Instructions to follow » List each line of the data that holds the string "start", please.

Extracted records »
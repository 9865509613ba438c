//! The solver facade: binds an algorithm and heuristic choice to an initial
//! state, times the search, and formats the result for the puzzle output
//! file format.

use std::time::Instant;

use crate::board_state::BoardState;
use crate::cost::{admissible_heuristic, consistent_heuristic, greedy_heuristic, min_rad_cost};
use crate::entities::Action;
use crate::error::{GameError, Result};
use crate::search::{astar, bfts, dlgs, grbfgs};

/// One of the four named search algorithms, keyed by the CLI's `algorithm`
/// command names.
#[derive(Clone, Copy, Debug, PartialEq, Eq)]
pub enum Algorithm {
    Bfts,
    IdDfgs,
    GrBfgs,
    AStarGs,
}

impl Algorithm {
    pub fn from_name(name: &str) -> Option<Self> {
        match name {
            "bfts" => Some(Algorithm::Bfts),
            "id-dfgs" => Some(Algorithm::IdDfgs),
            "grbfgs" => Some(Algorithm::GrBfgs),
            "asgs" => Some(Algorithm::AStarGs),
            _ => None,
        }
    }

    pub fn name(self) -> &'static str {
        match self {
            Algorithm::Bfts => "bfts",
            Algorithm::IdDfgs => "id-dfgs",
            Algorithm::GrBfgs => "grbfgs",
            Algorithm::AStarGs => "asgs",
        }
    }
}

/// One of the three named heuristics, keyed by the CLI's `heuristic` command
/// names (spelling of "admissable" kept verbatim from the original CLI).
#[derive(Clone, Copy, Debug, PartialEq, Eq)]
pub enum Heuristic {
    Smart,
    Admissable,
    Consistent,
}

impl Heuristic {
    pub fn from_name(name: &str) -> Option<Self> {
        match name {
            "smart" => Some(Heuristic::Smart),
            "admissable" => Some(Heuristic::Admissable),
            "consistent" => Some(Heuristic::Consistent),
            _ => None,
        }
    }

    pub fn name(self) -> &'static str {
        match self {
            Heuristic::Smart => "smart",
            Heuristic::Admissable => "admissable",
            Heuristic::Consistent => "consistent",
        }
    }
}

/// Maximum IDDFGS depth, capping a search the original Python would run
/// forever on an unsolvable puzzle. Board-size-scaled so trivial puzzles
/// still get a generous budget.
pub fn default_max_depth(initial: &BoardState) -> usize {
    (initial.board.width as usize) * (initial.board.height as usize) * 4
}

pub struct Solver {
    pub algorithm: Algorithm,
    pub heuristic: Heuristic,
    pub seed: u64,
}

impl Solver {
    pub fn new(algorithm: Algorithm, heuristic: Heuristic, seed: u64) -> Self {
        Self {
            algorithm,
            heuristic,
            seed,
        }
    }

    /// Run the configured algorithm against `initial`, timing the whole
    /// search. Returns `Unsolvable` if no goal state was reached.
    pub fn run(&self, initial: BoardState) -> Result<SolveReport> {
        let max_depth = default_max_depth(&initial);
        let mrc = min_rad_cost(&initial);

        let start = Instant::now();
        let outcome = match self.algorithm {
            Algorithm::Bfts => bfts::search(initial, BoardState::is_goal),
            Algorithm::IdDfgs => dlgs::iterative_deepening(initial, BoardState::is_goal, max_depth),
            Algorithm::GrBfgs => {
                grbfgs::search(initial, BoardState::is_goal, |s| self.heuristic_fn(s, mrc), self.seed)
            }
            Algorithm::AStarGs => {
                astar::search(initial, BoardState::is_goal, |s| self.heuristic_fn(s, mrc), self.seed)
            }
        };
        let elapsed_us = start.elapsed().as_micros() as u64;

        tracing::info!(
            algorithm = self.algorithm.name(),
            path_found = outcome.path_found(),
            nodes_expanded = outcome.nodes_expanded,
            elapsed_us,
            "search finished"
        );

        if !outcome.path_found() {
            return Err(GameError::Unsolvable);
        }

        let actions = outcome.action_path();
        let final_state = outcome
            .board_state_path()
            .pop()
            .expect("a found path always has at least a root node");

        Ok(SolveReport {
            elapsed_us,
            path_cost: outcome.path_cost(),
            actions,
            final_state,
            nodes_expanded: outcome.nodes_expanded,
        })
    }

    fn heuristic_fn(&self, state: &BoardState, min_rad_cost: i64) -> i64 {
        match self.heuristic {
            Heuristic::Smart => greedy_heuristic(state),
            Heuristic::Admissable => admissible_heuristic(state, min_rad_cost),
            Heuristic::Consistent => consistent_heuristic(state, min_rad_cost),
        }
    }
}

/// A completed solve, ready to be formatted per the puzzle output format.
pub struct SolveReport {
    pub elapsed_us: u64,
    pub path_cost: i64,
    pub actions: Vec<Action>,
    pub final_state: BoardState,
    pub nodes_expanded: usize,
}

impl SolveReport {
    pub fn action_count(&self) -> usize {
        self.actions.len()
    }
}

#[cfg(test)]
mod tests {
    use super::*;
    use crate::entities::{Boat, Goal, RadiationSource};
    use crate::geometry::{Direction, Point, Pose, Rectangle};

    fn trivial_board() -> BoardState {
        BoardState::new(
            Rectangle::new(3, 3),
            RadiationSource::new(Point::new(0, 0), 0, 0),
            Boat::new(Pose::new(0, 0, Direction::Right)),
            Goal::new(Point::new(2, 0)),
            vec![],
            vec![],
            vec![],
        )
    }

    #[test]
    fn solves_the_trivial_scenario_with_every_algorithm() {
        for algorithm in [Algorithm::Bfts, Algorithm::IdDfgs, Algorithm::GrBfgs, Algorithm::AStarGs] {
            let solver = Solver::new(algorithm, Heuristic::Consistent, 0);
            let report = solver.run(trivial_board()).expect("trivial board is solvable");
            assert_eq!(report.action_count(), 2);
            assert_eq!(report.path_cost, 0);
        }
    }

    #[test]
    fn reports_unsolvable_without_panicking() {
        let initial = BoardState::new(
            Rectangle::new(3, 3),
            RadiationSource::new(Point::new(0, 0), 0, 0),
            Boat::new(Pose::new(0, 0, Direction::Right)),
            Goal::new(Point::new(2, 2)),
            vec![],
            vec![],
            vec![
                crate::entities::Tree::new(Point::new(2, 0)),
                crate::entities::Tree::new(Point::new(1, 1)),
                crate::entities::Tree::new(Point::new(2, 1)),
                crate::entities::Tree::new(Point::new(0, 2)),
                crate::entities::Tree::new(Point::new(1, 2)),
            ],
        );
        let solver = Solver::new(Algorithm::IdDfgs, Heuristic::Smart, 0);
        let result = solver.run(initial);
        assert!(matches!(result, Err(GameError::Unsolvable)));
    }

    #[test]
    fn algorithm_and_heuristic_names_round_trip() {
        for name in ["bfts", "id-dfgs", "grbfgs", "asgs"] {
            assert_eq!(Algorithm::from_name(name).unwrap().name(), name);
        }
        assert!(Algorithm::from_name("bogus").is_none());
        for name in ["smart", "admissable", "consistent"] {
            assert_eq!(Heuristic::from_name(name).unwrap().name(), name);
        }
        assert!(Heuristic::from_name("bogus").is_none());
    }
}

Result for this task »
        let start = Instant::now();
        let elapsed_us = start.elapsed().as_micros() as u64;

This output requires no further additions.